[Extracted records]

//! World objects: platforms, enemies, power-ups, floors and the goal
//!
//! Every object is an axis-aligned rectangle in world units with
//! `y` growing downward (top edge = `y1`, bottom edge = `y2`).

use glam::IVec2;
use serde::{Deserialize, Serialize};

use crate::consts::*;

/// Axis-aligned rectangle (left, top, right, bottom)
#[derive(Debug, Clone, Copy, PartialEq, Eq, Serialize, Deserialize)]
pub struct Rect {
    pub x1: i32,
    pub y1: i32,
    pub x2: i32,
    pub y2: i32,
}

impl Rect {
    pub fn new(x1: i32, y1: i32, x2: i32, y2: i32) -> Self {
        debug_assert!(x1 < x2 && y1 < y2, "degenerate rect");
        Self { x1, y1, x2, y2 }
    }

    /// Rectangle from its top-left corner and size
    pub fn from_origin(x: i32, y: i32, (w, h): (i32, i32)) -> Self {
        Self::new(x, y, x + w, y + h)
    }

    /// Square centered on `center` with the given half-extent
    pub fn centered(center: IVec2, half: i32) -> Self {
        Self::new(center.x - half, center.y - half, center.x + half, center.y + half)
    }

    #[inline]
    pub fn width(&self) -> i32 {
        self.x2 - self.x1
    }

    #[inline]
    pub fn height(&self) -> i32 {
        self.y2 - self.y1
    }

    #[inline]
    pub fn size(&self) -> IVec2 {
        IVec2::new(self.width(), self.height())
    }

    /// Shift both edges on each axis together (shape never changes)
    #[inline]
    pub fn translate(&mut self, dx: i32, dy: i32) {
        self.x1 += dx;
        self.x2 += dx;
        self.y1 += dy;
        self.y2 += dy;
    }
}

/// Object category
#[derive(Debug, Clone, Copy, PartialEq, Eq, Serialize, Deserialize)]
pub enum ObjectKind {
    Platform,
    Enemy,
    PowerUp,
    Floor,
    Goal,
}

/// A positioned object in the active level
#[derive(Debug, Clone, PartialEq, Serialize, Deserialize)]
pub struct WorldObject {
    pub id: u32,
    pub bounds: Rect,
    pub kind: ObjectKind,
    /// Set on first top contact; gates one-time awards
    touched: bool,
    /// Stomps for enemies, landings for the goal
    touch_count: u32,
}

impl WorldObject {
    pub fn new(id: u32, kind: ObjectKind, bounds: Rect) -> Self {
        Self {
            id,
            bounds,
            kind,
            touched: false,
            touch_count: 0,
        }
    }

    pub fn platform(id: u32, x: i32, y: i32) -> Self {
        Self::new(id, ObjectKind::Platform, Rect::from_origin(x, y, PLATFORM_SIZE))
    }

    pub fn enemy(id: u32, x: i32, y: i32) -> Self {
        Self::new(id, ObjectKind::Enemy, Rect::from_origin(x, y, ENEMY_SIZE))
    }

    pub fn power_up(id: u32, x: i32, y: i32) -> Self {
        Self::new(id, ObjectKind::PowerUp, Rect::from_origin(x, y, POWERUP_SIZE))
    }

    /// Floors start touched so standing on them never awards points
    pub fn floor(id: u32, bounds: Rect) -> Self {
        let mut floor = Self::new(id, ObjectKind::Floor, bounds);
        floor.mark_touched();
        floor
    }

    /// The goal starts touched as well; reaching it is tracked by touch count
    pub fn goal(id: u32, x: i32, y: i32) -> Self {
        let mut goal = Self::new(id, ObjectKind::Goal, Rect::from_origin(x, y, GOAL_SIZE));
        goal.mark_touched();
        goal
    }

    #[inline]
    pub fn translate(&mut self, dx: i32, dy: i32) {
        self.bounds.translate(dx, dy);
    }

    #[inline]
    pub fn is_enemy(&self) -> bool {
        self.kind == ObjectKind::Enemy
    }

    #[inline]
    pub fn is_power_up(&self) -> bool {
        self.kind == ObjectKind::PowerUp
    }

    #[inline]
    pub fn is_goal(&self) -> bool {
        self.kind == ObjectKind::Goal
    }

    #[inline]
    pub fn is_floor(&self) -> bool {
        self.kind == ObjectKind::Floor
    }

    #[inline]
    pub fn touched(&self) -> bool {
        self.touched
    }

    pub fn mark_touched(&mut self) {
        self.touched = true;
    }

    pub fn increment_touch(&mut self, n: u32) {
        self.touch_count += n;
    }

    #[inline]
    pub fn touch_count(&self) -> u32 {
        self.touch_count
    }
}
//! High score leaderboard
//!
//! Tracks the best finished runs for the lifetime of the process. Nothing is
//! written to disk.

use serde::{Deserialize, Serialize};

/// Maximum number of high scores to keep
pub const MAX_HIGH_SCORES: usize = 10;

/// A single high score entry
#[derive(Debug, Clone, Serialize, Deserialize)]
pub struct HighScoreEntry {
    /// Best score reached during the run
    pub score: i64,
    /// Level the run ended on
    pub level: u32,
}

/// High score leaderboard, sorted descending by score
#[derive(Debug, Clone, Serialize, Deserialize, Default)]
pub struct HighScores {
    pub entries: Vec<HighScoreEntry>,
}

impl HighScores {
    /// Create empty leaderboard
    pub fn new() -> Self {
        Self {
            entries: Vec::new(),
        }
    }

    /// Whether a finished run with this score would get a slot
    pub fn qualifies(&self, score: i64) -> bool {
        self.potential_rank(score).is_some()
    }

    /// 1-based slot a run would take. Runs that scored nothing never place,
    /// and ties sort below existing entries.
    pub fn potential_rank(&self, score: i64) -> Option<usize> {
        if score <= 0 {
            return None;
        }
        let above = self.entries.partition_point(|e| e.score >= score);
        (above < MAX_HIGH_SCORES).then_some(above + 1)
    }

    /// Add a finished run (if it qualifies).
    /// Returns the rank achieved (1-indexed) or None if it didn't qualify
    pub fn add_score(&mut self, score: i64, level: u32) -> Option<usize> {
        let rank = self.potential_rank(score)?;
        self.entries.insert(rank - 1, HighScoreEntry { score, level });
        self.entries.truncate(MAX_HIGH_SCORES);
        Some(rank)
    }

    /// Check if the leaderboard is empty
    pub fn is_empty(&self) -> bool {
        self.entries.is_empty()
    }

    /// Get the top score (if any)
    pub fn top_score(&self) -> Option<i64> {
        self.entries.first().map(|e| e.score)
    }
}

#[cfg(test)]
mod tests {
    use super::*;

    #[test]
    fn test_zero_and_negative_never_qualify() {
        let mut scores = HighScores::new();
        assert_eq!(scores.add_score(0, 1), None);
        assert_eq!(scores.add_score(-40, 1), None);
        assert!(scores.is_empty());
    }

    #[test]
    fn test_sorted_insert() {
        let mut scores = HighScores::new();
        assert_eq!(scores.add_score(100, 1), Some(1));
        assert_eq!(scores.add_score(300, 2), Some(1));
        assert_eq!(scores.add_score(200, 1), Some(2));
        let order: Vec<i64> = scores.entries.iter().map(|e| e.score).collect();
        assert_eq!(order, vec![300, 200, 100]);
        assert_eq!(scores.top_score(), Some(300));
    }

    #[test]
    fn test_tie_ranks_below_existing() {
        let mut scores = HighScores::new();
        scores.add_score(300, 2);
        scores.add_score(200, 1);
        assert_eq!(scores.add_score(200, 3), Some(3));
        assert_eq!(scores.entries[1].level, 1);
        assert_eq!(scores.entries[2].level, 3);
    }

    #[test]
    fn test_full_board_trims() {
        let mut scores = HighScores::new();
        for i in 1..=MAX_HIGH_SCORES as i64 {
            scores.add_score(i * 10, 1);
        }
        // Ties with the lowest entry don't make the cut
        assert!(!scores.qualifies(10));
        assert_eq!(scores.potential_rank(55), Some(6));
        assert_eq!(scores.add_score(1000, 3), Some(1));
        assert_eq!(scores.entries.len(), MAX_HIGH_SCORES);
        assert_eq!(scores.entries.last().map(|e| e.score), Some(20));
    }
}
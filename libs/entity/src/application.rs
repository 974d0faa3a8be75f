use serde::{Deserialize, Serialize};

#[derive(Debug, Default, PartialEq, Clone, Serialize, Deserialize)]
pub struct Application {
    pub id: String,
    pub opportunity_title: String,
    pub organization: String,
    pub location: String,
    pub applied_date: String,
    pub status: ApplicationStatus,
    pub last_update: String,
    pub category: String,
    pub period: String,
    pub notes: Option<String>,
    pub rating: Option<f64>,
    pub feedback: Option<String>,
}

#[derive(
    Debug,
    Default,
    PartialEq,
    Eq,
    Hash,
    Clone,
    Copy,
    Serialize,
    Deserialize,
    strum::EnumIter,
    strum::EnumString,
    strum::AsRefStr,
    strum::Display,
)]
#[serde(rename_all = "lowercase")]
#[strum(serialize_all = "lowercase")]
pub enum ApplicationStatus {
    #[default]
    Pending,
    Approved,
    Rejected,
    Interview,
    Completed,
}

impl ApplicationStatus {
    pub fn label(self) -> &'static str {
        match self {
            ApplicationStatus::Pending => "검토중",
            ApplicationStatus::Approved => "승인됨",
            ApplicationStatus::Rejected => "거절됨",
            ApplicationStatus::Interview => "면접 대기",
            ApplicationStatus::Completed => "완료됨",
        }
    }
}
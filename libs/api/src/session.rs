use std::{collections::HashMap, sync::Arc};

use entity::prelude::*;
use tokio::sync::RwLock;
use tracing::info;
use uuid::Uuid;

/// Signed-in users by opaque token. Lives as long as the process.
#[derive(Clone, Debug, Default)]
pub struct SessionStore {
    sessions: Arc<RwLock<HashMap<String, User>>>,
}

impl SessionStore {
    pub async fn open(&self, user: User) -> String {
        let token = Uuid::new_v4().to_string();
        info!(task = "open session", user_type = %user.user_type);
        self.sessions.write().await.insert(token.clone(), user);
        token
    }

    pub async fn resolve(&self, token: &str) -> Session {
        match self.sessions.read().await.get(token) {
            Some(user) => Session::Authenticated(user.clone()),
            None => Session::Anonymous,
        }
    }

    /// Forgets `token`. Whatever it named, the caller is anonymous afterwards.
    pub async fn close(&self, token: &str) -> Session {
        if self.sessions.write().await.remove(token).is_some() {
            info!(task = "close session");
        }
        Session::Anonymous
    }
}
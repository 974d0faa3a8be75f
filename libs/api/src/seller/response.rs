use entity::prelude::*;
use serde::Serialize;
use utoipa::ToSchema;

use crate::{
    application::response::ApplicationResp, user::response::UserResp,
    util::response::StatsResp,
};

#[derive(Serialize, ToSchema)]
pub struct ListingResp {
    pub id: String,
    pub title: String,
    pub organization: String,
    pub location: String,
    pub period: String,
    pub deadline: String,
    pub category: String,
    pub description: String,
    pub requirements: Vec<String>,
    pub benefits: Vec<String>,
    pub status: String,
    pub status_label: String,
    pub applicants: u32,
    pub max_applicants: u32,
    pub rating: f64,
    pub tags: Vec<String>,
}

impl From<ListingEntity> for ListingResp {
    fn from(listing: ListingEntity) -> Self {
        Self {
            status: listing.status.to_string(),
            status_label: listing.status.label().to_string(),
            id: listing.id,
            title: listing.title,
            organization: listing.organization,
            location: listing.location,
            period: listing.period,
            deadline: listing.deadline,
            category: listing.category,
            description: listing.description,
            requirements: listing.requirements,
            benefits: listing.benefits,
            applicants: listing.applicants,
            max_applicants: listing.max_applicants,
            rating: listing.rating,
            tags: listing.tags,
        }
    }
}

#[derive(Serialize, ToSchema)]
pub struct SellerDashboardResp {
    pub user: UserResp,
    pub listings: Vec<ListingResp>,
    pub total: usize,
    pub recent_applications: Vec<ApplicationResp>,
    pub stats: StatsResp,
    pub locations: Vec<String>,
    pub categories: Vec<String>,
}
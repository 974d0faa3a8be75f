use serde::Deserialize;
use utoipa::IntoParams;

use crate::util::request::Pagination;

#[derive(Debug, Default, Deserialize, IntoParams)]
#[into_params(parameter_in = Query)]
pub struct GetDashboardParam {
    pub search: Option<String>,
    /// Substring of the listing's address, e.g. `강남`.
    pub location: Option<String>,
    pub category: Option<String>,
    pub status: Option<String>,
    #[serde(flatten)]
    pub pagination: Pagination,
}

== What you will do ==
Copy out every line of the data in which the word "utoipa" is found.

== Solved exercise ==
use utoipa::ToSchema;
use utoipa::IntoParams;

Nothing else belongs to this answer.